Focusing on consumer experiences
One important factor in Samsung NEXT’s evaluation of new technology is identifying consumer and tech trends that will affect people and business around the world.
“What we’ve been doing more recently is going deeper on the fundamentals of how people are seeing the world and behaving. One of those things we’re observing is what I call ‘experiences over things,’” Eun said.
Whether it’s attending live music events or getting dinner with friends, Eun predicts that more consumers will start gravitating towards spending on authentic and social experiences rather than durable goods. In fact, a recent report from Expedia found that 74 percent of Americans currently prioritize experiences over things.
Eun also pointed to research showing that people derive more long-term happiness and satisfaction after purchasing meaningful experiences than spending money on things.
“It doesn’t mean people won’t buy things,” he said, “but the things are a means to a greater end. If you look at the data, there’s still four times more spending on things. But something like 80 percent of millennials predict that they’ll spend more money on doing things than buying things.”

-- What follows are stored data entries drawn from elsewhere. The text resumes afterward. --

use std::env;
use std::time::Duration;

use quiz_core::scoring::SESSION_SIZE;
use storage::persistence::DEFAULT_CACHE_VERSION;
use tracing::warn;
use url::Url;

const DEFAULT_BASE_URL: &str = "http://localhost:8000/";

/// Runtime knobs for loading levels and building sessions.
#[derive(Clone, Debug)]
pub struct QuizConfig {
    /// Root the level files hang off: `{base_url}questions/level<N>.json`.
    pub base_url: Url,
    /// Per-attempt fetch timeout.
    pub fetch_timeout: Duration,
    /// Attempts after the first one.
    pub fetch_retries: u32,
    /// Backoff before attempt `n + 1` is `backoff_step * n`.
    pub backoff_step: Duration,
    pub session_size: usize,
    pub cache_version: String,
}

impl Default for QuizConfig {
    fn default() -> Self {
        Self {
            base_url: default_base_url(),
            fetch_timeout: Duration::from_millis(7000),
            fetch_retries: 2,
            backoff_step: Duration::from_millis(300),
            session_size: SESSION_SIZE,
            cache_version: DEFAULT_CACHE_VERSION.to_owned(),
        }
    }
}

fn default_base_url() -> Url {
    Url::parse(DEFAULT_BASE_URL).expect("default base url is valid")
}

impl QuizConfig {
    /// Read overrides from `QUIZ_*` environment variables.
    ///
    /// Unparseable values are logged and the default is kept.
    #[must_use]
    pub fn from_env() -> Self {
        let mut config = Self::default();

        if let Ok(raw) = env::var("QUIZ_BASE_URL") {
            match config.clone().with_base_url(&raw) {
                Ok(updated) => config = updated,
                Err(err) => warn!(value = %raw, %err, "ignoring QUIZ_BASE_URL"),
            }
        }
        if let Some(ms) = env_number::<u64>("QUIZ_FETCH_TIMEOUT_MS") {
            config.fetch_timeout = Duration::from_millis(ms);
        }
        if let Some(retries) = env_number::<u32>("QUIZ_FETCH_RETRIES") {
            config.fetch_retries = retries;
        }
        if let Some(ms) = env_number::<u64>("QUIZ_BACKOFF_MS") {
            config.backoff_step = Duration::from_millis(ms);
        }
        if let Some(size) = env_number::<usize>("QUIZ_SESSION_SIZE") {
            config.session_size = size.max(1);
        }
        if let Ok(version) = env::var("QUIZ_CACHE_VERSION") {
            if !version.trim().is_empty() {
                config.cache_version = version.trim().to_owned();
            }
        }

        config
    }

    /// Set the base URL; a trailing slash is added so level paths join under it.
    ///
    /// # Errors
    ///
    /// Returns `url::ParseError` if `raw` is not an absolute URL.
    pub fn with_base_url(mut self, raw: &str) -> Result<Self, url::ParseError> {
        let trimmed = raw.trim();
        let normalized = if trimmed.ends_with('/') {
            trimmed.to_owned()
        } else {
            format!("{trimmed}/")
        };
        self.base_url = Url::parse(&normalized)?;
        Ok(self)
    }

    /// Total network attempts per level load.
    #[must_use]
    pub fn total_attempts(&self) -> u32 {
        self.fetch_retries.saturating_add(1)
    }
}

fn env_number<T: std::str::FromStr>(key: &str) -> Option<T> {
    let raw = env::var(key).ok()?;
    match raw.trim().parse::<T>() {
        Ok(value) => Some(value),
        Err(_) => {
            warn!(key, value = %raw, "ignoring non-numeric setting");
            None
        }
    }
}

#[cfg(test)]
mod tests {
    use super::*;

    #[test]
    fn defaults_match_retry_policy() {
        let config = QuizConfig::default();
        assert_eq!(config.fetch_timeout, Duration::from_millis(7000));
        assert_eq!(config.total_attempts(), 3);
        assert_eq!(config.backoff_step, Duration::from_millis(300));
        assert_eq!(config.session_size, 10);
        assert_eq!(config.cache_version, "v2");
    }

    #[test]
    fn base_url_gets_trailing_slash() {
        let config = QuizConfig::default()
            .with_base_url("https://example.org/The-Quiz-Staging")
            .unwrap();
        assert_eq!(config.base_url.as_str(), "https://example.org/The-Quiz-Staging/");
    }

    #[test]
    fn relative_base_url_is_rejected() {
        assert!(QuizConfig::default().with_base_url("questions/").is_err());
    }
}
//! Shared error types for the services crate.

use std::time::Duration;

use thiserror::Error;

use quiz_core::model::{AnswerError, LevelId};
use storage::repository::StorageError;
use storage::sqlite::SqliteInitError;

use crate::sessions::SessionPhase;

/// Errors from a single attempt to fetch a level file.
///
/// All variants are retried the same way and end in the cache/fallback path;
/// none of them reach the session.
#[derive(Debug, Error)]
#[non_exhaustive]
pub enum FetchError {
    #[error("level request failed with status {0}")]
    HttpStatus(reqwest::StatusCode),
    #[error("level request timed out after {0:?}")]
    Timeout(Duration),
    #[error(transparent)]
    Http(#[from] reqwest::Error),
    #[error("level request failed: {0}")]
    Transport(String),
    #[error("level file is malformed: {0}")]
    Malformed(String),
    #[error("invalid level url: {0}")]
    Url(#[from] url::ParseError),
}

/// Errors emitted by the session engine.
#[derive(Debug, Error, Clone, PartialEq, Eq)]
#[non_exhaustive]
pub enum SessionError {
    #[error("operation not allowed in phase {0:?}")]
    InvalidState(SessionPhase),
    #[error("question already answered")]
    AlreadyAnswered,
    #[error("current question has not been answered")]
    NotAnswered,
    #[error("option {index} out of range for {len} options")]
    OptionOutOfRange { index: usize, len: usize },
    #[error("load of level {level} was superseded")]
    StaleLoad { level: LevelId },
    #[error("no next level available")]
    NoNextLevel,
}

impl From<AnswerError> for SessionError {
    fn from(err: AnswerError) -> Self {
        match err {
            AnswerError::OptionOutOfRange { index, len } => Self::OptionOutOfRange { index, len },
            _ => Self::AlreadyAnswered,
        }
    }
}

/// Errors emitted while bootstrapping quiz services.
#[derive(Debug, Error)]
#[non_exhaustive]
pub enum QuizServicesError {
    #[error(transparent)]
    Sqlite(#[from] SqliteInitError),
    #[error(transparent)]
    Storage(#[from] StorageError),
}
//! Built-in banks used when neither the network nor the cache has a level.

use quiz_core::model::{LevelId, Question, QuestionBank};
use tracing::error;

struct FallbackQuestion {
    prompt: &'static str,
    options: &'static [&'static str],
    correct: usize,
}

struct FallbackLevel {
    level: u32,
    title: &'static str,
    summary: &'static str,
    questions: &'static [FallbackQuestion],
}

const FALLBACK_LEVELS: &[FallbackLevel] = &[FallbackLevel {
    level: 1,
    title: "Getting Started (offline)",
    summary: "The question server could not be reached, so this short built-in level is shown instead. \
              Your progress is still saved.",
    questions: &[
        FallbackQuestion {
            prompt: "What score do you need to pass a level?",
            options: &["50%", "70%", "90%", "100%"],
            correct: 1,
        },
        FallbackQuestion {
            prompt: "How many questions are drawn for each level?",
            options: &["Up to 5", "Up to 10", "Up to 20", "All of them"],
            correct: 1,
        },
        FallbackQuestion {
            prompt: "What happens to answer choices each time a question is shown?",
            options: &[
                "They are shuffled",
                "They stay in the same order",
                "They are sorted alphabetically",
            ],
            correct: 0,
        },
    ],
}];

/// The built-in bank for `level`: the defined fallback with the greatest
/// level not above `level`, or the first one.
#[must_use]
pub fn fallback_bank(level: LevelId) -> QuestionBank {
    let chosen = FALLBACK_LEVELS
        .iter()
        .filter(|entry| entry.level <= level.value())
        .max_by_key(|entry| entry.level)
        .or_else(|| FALLBACK_LEVELS.first());

    let Some(entry) = chosen else {
        return QuestionBank::new(level, "", None, Vec::new());
    };

    let questions = entry
        .questions
        .iter()
        .filter_map(|q| {
            let options = q.options.iter().map(|o| (*o).to_owned()).collect();
            Question::new(q.prompt, options, q.correct)
                .map_err(|err| error!(%err, prompt = q.prompt, "invalid built-in question"))
                .ok()
        })
        .collect();

    QuestionBank::new(
        LevelId::new(entry.level),
        entry.title,
        Some(entry.summary.to_owned()),
        questions,
    )
}

#[cfg(test)]
mod tests {
    use super::*;

    #[test]
    fn every_builtin_question_is_valid() {
        for entry in FALLBACK_LEVELS {
            let bank = fallback_bank(LevelId::new(entry.level));
            assert_eq!(bank.len(), entry.questions.len());
        }
    }

    #[test]
    fn higher_levels_use_nearest_lower_fallback() {
        let bank = fallback_bank(LevelId::new(42));
        assert_eq!(bank.level(), LevelId::FIRST);
        assert!(!bank.is_empty());
        assert!(bank.summary().is_some());
    }
}
#![forbid(unsafe_code)]

pub mod persistence;
pub mod repository;
pub mod sqlite;

pub use persistence::QuizPersistence;
pub use repository::{InMemoryStore, Storage, StorageError, Store};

Another consumer trend Eun pointed to is a shift from “ownership” to “access.” Because consumers can book a ride using a mobile app or access a car on-demand, fewer consumers see the need to own a car. As a result, Samsung NEXT is looking at companies that generate revenue from subscriptions.
“We have a startup investment in a German company called Grover, and what they do is essentially turn every transaction into something that could be a subscription,” he said. “So you could effectively have access to something without necessarily buying it. Obviously, this is very big for consumer electronics, but there are scenarios where access to your apartment, bed, table, and utensils could all be through a subscription.”

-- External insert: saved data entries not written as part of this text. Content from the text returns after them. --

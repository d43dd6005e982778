//! Typed access to the persisted quiz state.
//!
//! Every value lives in the key/value `Store` under these keys:
//! - `tsaaLevel`: current level, decimal
//! - `tsaaScores`: JSON object `{ "level<N>": percent }`
//! - `tsaaBank:<version>:level<N>`: cached level file JSON
//! - `tsaaName`: player display name

use std::collections::BTreeMap;
use std::sync::Arc;

use quiz_core::model::{LevelId, ProgressRecord, QuestionBank};
use tracing::warn;

use crate::repository::{StorageError, Store};

const LEVEL_KEY: &str = "tsaaLevel";
const SCORES_KEY: &str = "tsaaScores";
const BANK_KEY_PREFIX: &str = "tsaaBank";
const NAME_KEY: &str = "tsaaName";

/// Cache format tag used when none is configured.
pub const DEFAULT_CACHE_VERSION: &str = "v2";

fn ser<E: core::fmt::Display>(e: E) -> StorageError {
    StorageError::Serialization(e.to_string())
}

/// Reads and writes quiz state through a `Store`.
#[derive(Clone)]
pub struct QuizPersistence {
    store: Arc<dyn Store>,
    cache_version: String,
}

impl QuizPersistence {
    #[must_use]
    pub fn new(store: Arc<dyn Store>) -> Self {
        Self {
            store,
            cache_version: DEFAULT_CACHE_VERSION.to_owned(),
        }
    }

    /// Use a different cache format tag; banks cached under other tags are ignored.
    #[must_use]
    pub fn with_cache_version(mut self, version: impl Into<String>) -> Self {
        self.cache_version = version.into();
        self
    }

    #[must_use]
    pub fn cache_version(&self) -> &str {
        &self.cache_version
    }

    fn bank_key(&self, level: LevelId) -> String {
        format!("{BANK_KEY_PREFIX}:{}:{}", self.cache_version, level.progress_key())
    }

    /// Level the player is on; missing or unreadable values mean level 1.
    ///
    /// # Errors
    ///
    /// Returns `StorageError` if the store cannot be read.
    pub async fn current_level(&self) -> Result<LevelId, StorageError> {
        let Some(raw) = self.store.get(LEVEL_KEY).await? else {
            return Ok(LevelId::FIRST);
        };
        Ok(raw.parse::<LevelId>().unwrap_or_else(|err| {
            warn!(%err, "ignoring unreadable current level");
            LevelId::FIRST
        }))
    }

    /// # Errors
    ///
    /// Returns `StorageError` if the store cannot be written.
    pub async fn set_current_level(&self, level: LevelId) -> Result<(), StorageError> {
        self.store.set(LEVEL_KEY, &level.value().to_string()).await
    }

    /// Stored per-level percentages.
    ///
    /// Older entries may hold fractional percents; they are rounded on read.
    /// A corrupt scores entry reads as empty progress.
    ///
    /// # Errors
    ///
    /// Returns `StorageError` if the store cannot be read.
    pub async fn progress(&self) -> Result<ProgressRecord, StorageError> {
        let Some(raw) = self.store.get(SCORES_KEY).await? else {
            return Ok(ProgressRecord::new());
        };
        let parsed: BTreeMap<String, f64> = match serde_json::from_str(&raw) {
            Ok(parsed) => parsed,
            Err(err) => {
                warn!(%err, "ignoring corrupt progress entry");
                return Ok(ProgressRecord::new());
            }
        };

        Ok(parsed
            .into_iter()
            .filter_map(|(key, percent)| {
                let level = key.parse::<LevelId>().ok()?;
                #[allow(clippy::cast_possible_truncation, clippy::cast_sign_loss)]
                let percent = percent.clamp(0.0, 100.0).round() as u32;
                Some((level, percent))
            })
            .collect())
    }

    /// Overwrite the stored percent for `level`.
    ///
    /// # Errors
    ///
    /// Returns `StorageError` if the store cannot be read or written.
    pub async fn record_progress(&self, level: LevelId, percent: u32) -> Result<(), StorageError> {
        let mut progress = self.progress().await?;
        progress.record(level, percent);

        let encoded: BTreeMap<String, u32> = progress
            .iter()
            .map(|(level, percent)| (level.progress_key(), percent))
            .collect();
        let raw = serde_json::to_string(&encoded).map_err(ser)?;
        self.store.set(SCORES_KEY, &raw).await
    }

    /// Most recent bank cached for `level` under the current cache version.
    ///
    /// An entry that no longer parses is treated as a miss.
    ///
    /// # Errors
    ///
    /// Returns `StorageError` if the store cannot be read.
    pub async fn cached_bank(&self, level: LevelId) -> Result<Option<QuestionBank>, StorageError> {
        let Some(raw) = self.store.get(&self.bank_key(level)).await? else {
            return Ok(None);
        };
        match serde_json::from_str::<QuestionBank>(&raw) {
            Ok(bank) => Ok(Some(bank)),
            Err(err) => {
                warn!(level = level.value(), %err, "ignoring unreadable cached bank");
                Ok(None)
            }
        }
    }

    /// Cache `bank` as the latest copy for `level`.
    ///
    /// # Errors
    ///
    /// Returns `StorageError` if serialization or the write fails.
    pub async fn cache_bank(&self, level: LevelId, bank: &QuestionBank) -> Result<(), StorageError> {
        let raw = serde_json::to_string(bank).map_err(ser)?;
        self.store.set(&self.bank_key(level), &raw).await
    }

    /// # Errors
    ///
    /// Returns `StorageError` if the store cannot be read.
    pub async fn player_name(&self) -> Result<Option<String>, StorageError> {
        Ok(self
            .store
            .get(NAME_KEY)
            .await?
            .filter(|name| !name.trim().is_empty()))
    }

    /// # Errors
    ///
    /// Returns `StorageError` if the store cannot be written.
    pub async fn set_player_name(&self, name: &str) -> Result<(), StorageError> {
        let name = name.trim();
        if name.is_empty() {
            return self.store.remove(NAME_KEY).await;
        }
        self.store.set(NAME_KEY, name).await
    }

    /// Forget everything: progress, current level, cached banks and name.
    ///
    /// # Errors
    ///
    /// Returns `StorageError` if the store cannot be cleared.
    pub async fn reset(&self) -> Result<(), StorageError> {
        self.store.clear().await
    }
}

#[cfg(test)]
mod tests {
    use super::*;
    use crate::repository::InMemoryStore;
    use quiz_core::model::Question;

    fn persistence() -> (InMemoryStore, QuizPersistence) {
        let store = InMemoryStore::new();
        let persistence = QuizPersistence::new(Arc::new(store.clone()));
        (store, persistence)
    }

    fn bank(level: u32) -> QuestionBank {
        QuestionBank::new(
            LevelId::new(level),
            "Cached",
            None,
            vec![Question::new("Q", vec!["a".into(), "b".into()], 1).unwrap()],
        )
    }

    #[tokio::test]
    async fn current_level_defaults_to_first() {
        let (store, persistence) = persistence();
        assert_eq!(persistence.current_level().await.unwrap(), LevelId::FIRST);

        store.set(LEVEL_KEY, "garbage").await.unwrap();
        assert_eq!(persistence.current_level().await.unwrap(), LevelId::FIRST);

        persistence.set_current_level(LevelId::new(4)).await.unwrap();
        assert_eq!(persistence.current_level().await.unwrap(), LevelId::new(4));
        assert_eq!(store.get(LEVEL_KEY).await.unwrap().as_deref(), Some("4"));
    }

    #[tokio::test]
    async fn progress_is_overwritten_per_level() {
        let (store, persistence) = persistence();
        persistence.record_progress(LevelId::new(1), 90).await.unwrap();
        persistence.record_progress(LevelId::new(2), 50).await.unwrap();
        persistence.record_progress(LevelId::new(1), 60).await.unwrap();

        let progress = persistence.progress().await.unwrap();
        assert_eq!(progress.get(LevelId::new(1)), Some(60));
        assert_eq!(progress.get(LevelId::new(2)), Some(50));

        let raw = store.get(SCORES_KEY).await.unwrap().unwrap();
        assert_eq!(raw, r#"{"level1":60,"level2":50}"#);
    }

    #[tokio::test]
    async fn progress_reads_fractional_legacy_values() {
        let (store, persistence) = persistence();
        store
            .set(SCORES_KEY, r#"{"level3":66.66666666666667,"bogus":12}"#)
            .await
            .unwrap();
        let progress = persistence.progress().await.unwrap();
        assert_eq!(progress.get(LevelId::new(3)), Some(67));
        assert_eq!(progress.len(), 1);
    }

    #[tokio::test]
    async fn corrupt_progress_reads_as_empty() {
        let (store, persistence) = persistence();
        store.set(SCORES_KEY, "{not json").await.unwrap();
        assert!(persistence.progress().await.unwrap().is_empty());
    }

    #[tokio::test]
    async fn cached_bank_is_scoped_by_cache_version() {
        let (store, persistence) = persistence();
        persistence.cache_bank(LevelId::new(2), &bank(2)).await.unwrap();
        assert_eq!(
            persistence.cached_bank(LevelId::new(2)).await.unwrap(),
            Some(bank(2))
        );
        assert!(store.get("tsaaBank:v2:level2").await.unwrap().is_some());

        let newer = QuizPersistence::new(Arc::new(store.clone())).with_cache_version("v3");
        assert_eq!(newer.cached_bank(LevelId::new(2)).await.unwrap(), None);
    }

    #[tokio::test]
    async fn unreadable_cached_bank_is_a_miss() {
        let (store, persistence) = persistence();
        store
            .set("tsaaBank:v2:level1", r#"{"level":1,"title":"old format"}"#)
            .await
            .unwrap();
        assert_eq!(persistence.cached_bank(LevelId::new(1)).await.unwrap(), None);
    }

    #[tokio::test]
    async fn blank_name_clears_entry() {
        let (_store, persistence) = persistence();
        persistence.set_player_name("  Thandi ").await.unwrap();
        assert_eq!(
            persistence.player_name().await.unwrap().as_deref(),
            Some("Thandi")
        );
        persistence.set_player_name("   ").await.unwrap();
        assert_eq!(persistence.player_name().await.unwrap(), None);
    }

    #[tokio::test]
    async fn reset_clears_all_state() {
        let (store, persistence) = persistence();
        persistence.set_current_level(LevelId::new(9)).await.unwrap();
        persistence.record_progress(LevelId::new(8), 100).await.unwrap();
        persistence.cache_bank(LevelId::new(9), &bank(9)).await.unwrap();

        persistence.reset().await.unwrap();

        assert_eq!(store.len().unwrap(), 0);
        assert_eq!(persistence.current_level().await.unwrap(), LevelId::FIRST);
    }
}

Balancing investment priorities
Eun emphasized that while experiences matter, the acquisition of ‘things’ will remain a large part of people’s lives in the foreseeable future. Digital transformation is spurring entrepreneurs to re-think the relationship between the physical and digital, uncovering new opportunities to disrupt the status quo.
“One example is the kitchen,” he explains. “The kitchen used to be where you cook, a dining room where you eat, and the living room where you would hang out. Today for many people, it’s all coming together in the kitchen. Think of all the breakfast nooks or kitchen islands in your homes. So we think about the kitchen now enabling a variety of experiences.”
Samsung NEXT recently acquired a London-based kitchen technology platform called Whisk that is working with those trends in mind. Whisk uses deep learning and natural language processing to make it easy for consumers to find recipes online, get inspired to discover new ingredients and receive instruction in producing restaurant-quality meals. There’s even streamlined digital retail access to the ingredients one might need.
Samsung NEXT is working to forge successful partnerships between investors and startups like Whisk that encompass both the physical and digital, and are re-imagining the relationship between the two. Eun recommends that startups take a hybrid product development approach drawing from aspects of hardware and software.
“When you offer a physical product up, you want it to be as perfect as possible,” he said. “Because once a refrigerator is in retail stores, you can’t change it. For software, you have almost the opposite mentality. You launch early and iterate, take the experience of your users, and leverage their expertise and feedback to improve your product.”
As Eun explained, MissingLink, Grover, and Whisk are all examples of startups that understand the wide-ranging implications of the evolving trends around AI and consumers preferring experiences over things as well as access over ownership on their businesses and are working with Samsung NEXT to achieve their vision to deliver differentiated value to consumers.